Connect database using sqlite3 package

In [2]:
db = sqlite3.connect('chembl_24.db')
c = db.cursor()

Import doc_id from chembl_24.db, then use doc_id to extract molregno (unique internal Chembl compound identifier)

In [3]:
files = ['%toxin%', '%fungicidal%', '%nematicidal%', '%herbicidal%', '%insecticidal%']

In [4]:
molregno = dict.fromkeys(files, None)
for file in files:
    # extract doc_id from assays that contain agrochemical and non-agrochemical keywords
    doc_id = c.execute("SELECT doc_id FROM assays where description like '%s'" %file).fetchall()
    doc_id = [i[0] for i in doc_id]
    
    # extract unique compound identifier from doc_id
    molregno[file] = c.execute("SELECT molregno FROM compound_records WHERE doc_id IN " + str(tuple(doc_id))).fetchall()
    molregno[file] = [i[0] for i in molregno[file]]
    print ("%s" %file[1:-1], ":", len(molregno[file]))

toxin : 541388
fungicidal : 4678
nematicidal : 555
herbicidal : 3715
insecticidal : 5987


Dispose data that overlaps 

In [5]:
for i, file_a in enumerate(files):
    for j, file_b in enumerate(files):
        if (i >= j):
            continue
        intersection = list(set(molregno[file_a])&set(molregno[file_b]))
        molregno[file_a] = [x for x in molregno[file_a] if x not in intersection]
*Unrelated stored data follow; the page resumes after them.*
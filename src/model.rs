//! Entities supplied by the data store and the audit records produced by
//! access checks.

use crate::error::{Error, Result};
use crate::schedule::Schedule;
use crate::types::{
    CardId, CardIdentifier, DeviceId, GroupId, LogId, PermissionId, RoomId, UserId,
};
use chrono::{DateTime, NaiveDateTime, Utc};
use serde::{Deserialize, Serialize};
use std::collections::BTreeSet;
use std::fmt;

/// Lifecycle status of a card.
#[derive(Clone, Copy, Debug, Eq, PartialEq, Hash, Serialize, Deserialize)]
#[serde(rename_all = "snake_case")]
pub enum CardStatus {
    Active,
    Blocked,
    Revoked,
    Expired,
    Pending,
}

impl CardStatus {
    /// Returns the wire name of the status.
    pub fn as_str(self) -> &'static str {
        match self {
            Self::Active => "active",
            Self::Blocked => "blocked",
            Self::Revoked => "revoked",
            Self::Expired => "expired",
            Self::Pending => "pending",
        }
    }

    /// Returns the denial reason for a non-active status.
    pub fn denial_reason(self) -> Option<DenialReason> {
        match self {
            Self::Active => None,
            Self::Blocked => Some(DenialReason::CardBlocked),
            Self::Revoked => Some(DenialReason::CardRevoked),
            Self::Expired => Some(DenialReason::CardExpired),
            Self::Pending => Some(DenialReason::CardInactive),
        }
    }
}

impl fmt::Display for CardStatus {
    fn fmt(&self, f: &mut fmt::Formatter<'_>) -> fmt::Result {
        f.write_str(self.as_str())
    }
}

/// An RFID credential.
#[derive(Clone, Debug, PartialEq, Eq, Serialize, Deserialize)]
pub struct Card {
    pub id: CardId,
    pub identifier: CardIdentifier,
    pub status: CardStatus,
    pub expiry_date: Option<DateTime<Utc>>,
    pub issue_date: DateTime<Utc>,
    pub last_used: Option<DateTime<Utc>>,
    /// Owning user; `None` for an unassigned card.
    pub user_id: Option<UserId>,
}

impl Card {
    /// Returns the status the card has at `now`.
    ///
    /// An active card whose expiry lies in the past reads as
    /// [`CardStatus::Expired`]; the stored status is not touched here.
    pub fn status_at(&self, now: DateTime<Utc>) -> CardStatus {
        match (self.status, self.expiry_date) {
            (CardStatus::Active, Some(expiry)) if now > expiry => CardStatus::Expired,
            (status, _) => status,
        }
    }
}

/// Values for registering a new card.
#[derive(Clone, Debug, PartialEq, Eq)]
pub struct NewCard {
    pub identifier: CardIdentifier,
    pub user_id: Option<UserId>,
    pub status: CardStatus,
    pub expiry_date: Option<DateTime<Utc>>,
    pub issue_date: DateTime<Utc>,
}

/// Room access level.
#[derive(Clone, Copy, Debug, Eq, PartialEq, Hash, Serialize, Deserialize)]
#[serde(rename_all = "snake_case")]
pub enum AccessLevel {
    Public,
    Restricted,
    Admin,
}

/// A physical room guarded by one or more readers.
#[derive(Clone, Debug, PartialEq, Eq, Serialize, Deserialize)]
pub struct Room {
    pub id: RoomId,
    pub name: String,
    pub building: String,
    pub room_number: String,
    pub access_level: AccessLevel,
    /// Weekday digits, `0` = Sunday; empty means every day.
    pub operating_days: String,
    /// `HH:MM-HH:MM`; empty means always open. A close time earlier than
    /// the open time wraps past midnight.
    pub operating_hours: String,
}

impl Room {
    /// Creates a restricted room that is always open.
    pub fn new(id: RoomId, name: impl Into<String>) -> Self {
        Self {
            id,
            name: name.into(),
            building: String::new(),
            room_number: String::new(),
            access_level: AccessLevel::Restricted,
            operating_days: String::new(),
            operating_hours: String::new(),
        }
    }

    /// Public rooms skip permission checks entirely.
    pub fn is_public(&self) -> bool {
        self.access_level == AccessLevel::Public
    }

    /// Returns whether the room's operating window contains `local`.
    pub fn is_open_at(&self, local: NaiveDateTime) -> bool {
        Schedule::parse(&self.operating_days, &self.operating_hours).contains(local)
    }
}

/// The holder of a permission: a card or a user, never both.
#[derive(Clone, Copy, Debug, Eq, PartialEq, Hash, Serialize, Deserialize)]
#[serde(rename_all = "snake_case")]
pub enum Principal {
    Card(CardId),
    User(UserId),
}

impl Principal {
    /// Builds a principal from nullable columns, rejecting both or neither.
    pub fn from_parts(card: Option<CardId>, user: Option<UserId>) -> Result<Self> {
        match (card, user) {
            (Some(card), None) => Ok(Self::Card(card)),
            (None, Some(user)) => Ok(Self::User(user)),
            (Some(_), Some(_)) => Err(Error::InvalidPermission(
                "permission must not target both a card and a user".to_string(),
            )),
            (None, None) => Err(Error::InvalidPermission(
                "permission must target a card or a user".to_string(),
            )),
        }
    }
}

/// A grant of access to one room.
#[derive(Clone, Debug, PartialEq, Eq, Serialize, Deserialize)]
pub struct Permission {
    pub id: PermissionId,
    pub principal: Principal,
    pub room_id: RoomId,
    pub granted_by: UserId,
    pub valid_from: DateTime<Utc>,
    pub valid_until: Option<DateTime<Utc>>,
    /// Carried for compatibility; never evaluated.
    pub time_restriction: Option<String>,
    pub active: bool,
}

impl Permission {
    /// Returns whether the permission is active and its window contains `now`.
    pub fn is_valid_at(&self, now: DateTime<Utc>) -> bool {
        self.active
            && self.valid_from <= now
            && self.valid_until.is_none_or(|until| now <= until)
    }

    /// Returns whether the permission opens `room` at `now`.
    pub fn grants(&self, room: RoomId, now: DateTime<Utc>) -> bool {
        self.room_id == room && self.is_valid_at(now)
    }
}

/// Values for creating a permission.
#[derive(Clone, Debug, PartialEq, Eq)]
pub struct NewPermission {
    pub principal: Principal,
    pub room_id: RoomId,
    pub granted_by: UserId,
    pub valid_from: DateTime<Utc>,
    pub valid_until: Option<DateTime<Utc>>,
    pub time_restriction: Option<String>,
}

/// Named collection of users and rooms.
#[derive(Clone, Debug, Default, PartialEq, Eq, Serialize, Deserialize)]
pub struct Group {
    pub id: GroupId,
    pub name: String,
    pub description: String,
    /// Informational only; access never walks the parent chain.
    pub parent_id: Option<GroupId>,
    pub users: BTreeSet<UserId>,
    pub rooms: BTreeSet<RoomId>,
    pub deleted_at: Option<DateTime<Utc>>,
}

impl Group {
    /// Returns whether membership in this group opens `room` for `user`.
    pub fn grants(&self, user: UserId, room: RoomId) -> bool {
        self.deleted_at.is_none() && self.users.contains(&user) && self.rooms.contains(&room)
    }
}

/// Outcome recorded in an access log.
#[derive(Clone, Copy, Debug, Eq, PartialEq, Hash, Serialize, Deserialize)]
#[serde(rename_all = "snake_case")]
pub enum AccessResult {
    Granted,
    Denied,
}

impl AccessResult {
    /// Returns the wire name of the result.
    pub fn as_str(self) -> &'static str {
        match self {
            Self::Granted => "granted",
            Self::Denied => "denied",
        }
    }
}

/// Why an access check was refused.
#[derive(Clone, Copy, Debug, Eq, PartialEq, Hash, Serialize, Deserialize)]
#[serde(rename_all = "snake_case")]
pub enum DenialReason {
    NoPermission,
    CardInactive,
    CardExpired,
    OutsideHours,
    CardBlocked,
    CardRevoked,
}

impl DenialReason {
    /// Returns the reason code.
    pub fn as_str(self) -> &'static str {
        match self {
            Self::NoPermission => "no_permission",
            Self::CardInactive => "card_inactive",
            Self::CardExpired => "card_expired",
            Self::OutsideHours => "outside_hours",
            Self::CardBlocked => "card_blocked",
            Self::CardRevoked => "card_revoked",
        }
    }

    /// Returns a message suitable for display at a reader or in the admin UI.
    pub fn text(self) -> &'static str {
        match self {
            Self::NoPermission => "No permission for this room",
            Self::CardInactive => "The card is not active",
            Self::CardExpired => "The card has expired",
            Self::OutsideHours => "Access attempted outside operating hours",
            Self::CardBlocked => "The card is blocked",
            Self::CardRevoked => "The card has been revoked",
        }
    }
}

impl fmt::Display for DenialReason {
    fn fmt(&self, f: &mut fmt::Formatter<'_>) -> fmt::Result {
        f.write_str(self.as_str())
    }
}

/// Immutable audit record of one access check.
#[derive(Clone, Debug, PartialEq, Eq, Serialize, Deserialize)]
pub struct AccessLog {
    pub id: LogId,
    /// `None` when the presented identifier matched no card.
    pub card_id: Option<CardId>,
    pub card_identifier: CardIdentifier,
    pub room_id: RoomId,
    pub timestamp: DateTime<Utc>,
    pub result: AccessResult,
    #[serde(skip_serializing_if = "Option::is_none")]
    pub denial_reason: Option<DenialReason>,
    #[serde(skip_serializing_if = "Option::is_none")]
    pub device_id: Option<DeviceId>,
}

/// Values for appending an access log.
#[derive(Clone, Debug, PartialEq, Eq)]
pub struct NewAccessLog {
    pub card_id: Option<CardId>,
    pub card_identifier: CardIdentifier,
    pub room_id: RoomId,
    pub timestamp: DateTime<Utc>,
    pub result: AccessResult,
    pub denial_reason: Option<DenialReason>,
    pub device_id: Option<DeviceId>,
}

#[cfg(test)]
mod tests {
    use super::*;
    use chrono::{Duration, TimeZone};

    fn now() -> DateTime<Utc> {
        Utc.with_ymd_and_hms(2024, 3, 5, 10, 0, 0).unwrap()
    }

    fn card(status: CardStatus, expiry: Option<DateTime<Utc>>) -> Card {
        Card {
            id: CardId::new(1),
            identifier: CardIdentifier::try_from("04A23B9F").unwrap(),
            status,
            expiry_date: expiry,
            issue_date: now() - Duration::days(30),
            last_used: None,
            user_id: Some(UserId::new(1)),
        }
    }

    fn permission(valid_until: Option<DateTime<Utc>>) -> Permission {
        Permission {
            id: PermissionId::new(1),
            principal: Principal::Card(CardId::new(1)),
            room_id: RoomId::new(3),
            granted_by: UserId::new(9),
            valid_from: now() - Duration::hours(1),
            valid_until,
            time_restriction: None,
            active: true,
        }
    }

    #[test]
    fn active_card_past_expiry_reads_as_expired() {
        let card = card(CardStatus::Active, Some(now() - Duration::seconds(1)));
        assert_eq!(card.status_at(now()), CardStatus::Expired);
        assert_eq!(card.status, CardStatus::Active);
    }

    #[test]
    fn blocked_card_keeps_status_past_expiry() {
        let card = card(CardStatus::Blocked, Some(now() - Duration::days(1)));
        assert_eq!(card.status_at(now()), CardStatus::Blocked);
    }

    #[test]
    fn status_maps_to_denial_reason() {
        assert_eq!(CardStatus::Active.denial_reason(), None);
        assert_eq!(
            CardStatus::Pending.denial_reason(),
            Some(DenialReason::CardInactive)
        );
        assert_eq!(
            CardStatus::Revoked.denial_reason(),
            Some(DenialReason::CardRevoked)
        );
    }

    #[test]
    fn permission_window_is_inclusive() {
        let until = now();
        assert!(permission(Some(until)).is_valid_at(now()));
        assert!(!permission(Some(until)).is_valid_at(now() + Duration::seconds(1)));
        assert!(permission(None).is_valid_at(now() + Duration::days(3650)));
    }

    #[test]
    fn inactive_permission_never_grants() {
        let mut perm = permission(None);
        perm.active = false;
        assert!(!perm.grants(RoomId::new(3), now()));
    }

    #[test]
    fn principal_rejects_both_and_neither() {
        assert!(matches!(
            Principal::from_parts(Some(CardId::new(1)), Some(UserId::new(1))),
            Err(Error::InvalidPermission(_))
        ));
        assert!(matches!(
            Principal::from_parts(None, None),
            Err(Error::InvalidPermission(_))
        ));
        assert_eq!(
            Principal::from_parts(None, Some(UserId::new(2))).unwrap(),
            Principal::User(UserId::new(2))
        );
    }

    #[test]
    fn deleted_group_grants_nothing() {
        let mut group = Group {
            id: GroupId::new(1),
            name: "lab".to_string(),
            users: BTreeSet::from([UserId::new(5)]),
            rooms: BTreeSet::from([RoomId::new(3)]),
            ..Group::default()
        };
        assert!(group.grants(UserId::new(5), RoomId::new(3)));
        group.deleted_at = Some(now());
        assert!(!group.grants(UserId::new(5), RoomId::new(3)));
    }
}
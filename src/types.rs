use crate::error::{Error, Result};
use serde::{Deserialize, Serialize};
use std::borrow::Borrow;
use std::fmt;

const MAX_NAME_LEN: usize = 128;

fn validate_simple_name(value: &str, kind: &str) -> Result<String> {
    let trimmed = value.trim();
    if trimmed.is_empty() {
        return Err(Error::InvalidId(format!("{kind} must not be empty")));
    }
    if trimmed.len() > MAX_NAME_LEN {
        return Err(Error::InvalidId(format!(
            "{kind} length must be <= {MAX_NAME_LEN}"
        )));
    }
    if !trimmed.chars().all(is_allowed_name_char) {
        return Err(Error::InvalidId(format!(
            "{kind} contains invalid characters"
        )));
    }
    Ok(trimmed.to_string())
}

fn is_allowed_name_char(ch: char) -> bool {
    ch.is_ascii_alphanumeric() || matches!(ch, ':' | '_' | '-' | '.')
}

macro_rules! define_name_type {
    ($(#[$doc:meta])* $name:ident, $kind:expr) => {
        $(#[$doc])*
        #[derive(Clone, Debug, Eq, PartialEq, Hash, Serialize, Deserialize)]
        #[serde(transparent)]
        pub struct $name(String);

        impl $name {
            /// Creates a validated identifier.
            pub fn new(value: impl AsRef<str>) -> Result<Self> {
                validate_simple_name(value.as_ref(), $kind).map(Self)
            }

            /// Creates an identifier from a trusted string without validation.
            pub fn from_string(value: String) -> Self {
                Self(value)
            }

            /// Returns the underlying string slice.
            pub fn as_str(&self) -> &str {
                &self.0
            }
        }

        impl fmt::Display for $name {
            fn fmt(&self, f: &mut fmt::Formatter<'_>) -> fmt::Result {
                f.write_str(&self.0)
            }
        }

        impl AsRef<str> for $name {
            fn as_ref(&self) -> &str {
                &self.0
            }
        }

        impl Borrow<str> for $name {
            fn borrow(&self) -> &str {
                &self.0
            }
        }

        impl TryFrom<&str> for $name {
            type Error = Error;

            fn try_from(value: &str) -> Result<Self> {
                Self::new(value)
            }
        }

        impl From<String> for $name {
            fn from(value: String) -> Self {
                Self::from_string(value)
            }
        }
    };
}

define_name_type!(
    /// Plaintext identifier printed on or encoded in an RFID card.
    ///
    /// Lookups on the access-check path use the value as presented by the
    /// reader; validation only applies when a card is registered.
    CardIdentifier,
    "card identifier"
);
define_name_type!(
    /// Identifier of the reader device or tool that originated a check.
    DeviceId,
    "device id"
);

macro_rules! define_numeric_id {
    ($(#[$doc:meta])* $name:ident) => {
        $(#[$doc])*
        #[derive(
            Clone, Copy, Debug, Default, Eq, PartialEq, Ord, PartialOrd, Hash, Serialize, Deserialize,
        )]
        #[serde(transparent)]
        pub struct $name(u64);

        impl $name {
            /// Wraps a raw row id.
            pub const fn new(value: u64) -> Self {
                Self(value)
            }

            /// Returns the raw row id.
            pub const fn get(self) -> u64 {
                self.0
            }
        }

        impl fmt::Display for $name {
            fn fmt(&self, f: &mut fmt::Formatter<'_>) -> fmt::Result {
                write!(f, "{}", self.0)
            }
        }

        impl From<u64> for $name {
            fn from(value: u64) -> Self {
                Self(value)
            }
        }
    };
}

define_numeric_id!(
    /// Card row identifier.
    CardId
);
define_numeric_id!(
    /// Room row identifier.
    RoomId
);
define_numeric_id!(
    /// User row identifier.
    UserId
);
define_numeric_id!(
    /// Group row identifier.
    GroupId
);
define_numeric_id!(
    /// Permission row identifier.
    PermissionId
);
define_numeric_id!(
    /// Access log row identifier.
    LogId
);

#[cfg(test)]
mod tests {
    use super::*;

    #[test]
    fn card_identifier_should_trim_input() {
        let id = CardIdentifier::new("  04A2-3B9F  ").expect("card identifier");
        assert_eq!(id.as_str(), "04A2-3B9F");
    }

    #[test]
    fn card_identifier_rejects_empty_value() {
        let err = CardIdentifier::new("   ").expect_err("must reject");
        assert!(err.to_string().contains("card identifier"));
    }

    #[test]
    fn card_identifier_rejects_invalid_chars() {
        let err = CardIdentifier::try_from("04 A2").expect_err("must reject");
        assert!(matches!(err, Error::InvalidId(_)));
    }

    #[test]
    fn numeric_ids_serialize_transparently() {
        let json = serde_json::to_string(&RoomId::new(7)).unwrap();
        assert_eq!(json, "7");
    }
}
Then, we get canonical smiles string from molregno compound identifier. 

In [6]:
smiles = dict.fromkeys(files, None)
for file in files:
    smiles[file] = c.execute("SELECT canonical_smiles FROM compound_structures WHERE molregno IN" + str(tuple(molregno[file]))).fetchall()
    smiles[file] = [i[0] for i in smiles[file]]
    print ("%s" %file[1:-1], ":", len(smiles[file]))

toxin : 493363
fungicidal : 3880
nematicidal : 400
herbicidal : 3338
insecticidal : 5167


Only take as many toxin (non-agrochemical) data as the other data added together

In [7]:
shuffle(smiles['%toxin%'])
smiles['%toxin%'] = smiles["%toxin%"][:15000]

Convert smiles string into a long list and then create another list containing their corresponding categorical name

In [8]:
canonical_smiles, category = [], []
for file in smiles:
    canonical_smiles += smiles[file]
    category += [file[1:-1]]*len(smiles[file])

Stack the two lists together

In [9]:
data = np.column_stack((canonical_smiles, category))

Convert data into pandas dataframe

In [10]:
data = pd.DataFrame(data, columns=['smiles', 'category'])

Save data as pickle file

In [11]:
data = data.to_pickle("./data.pkl")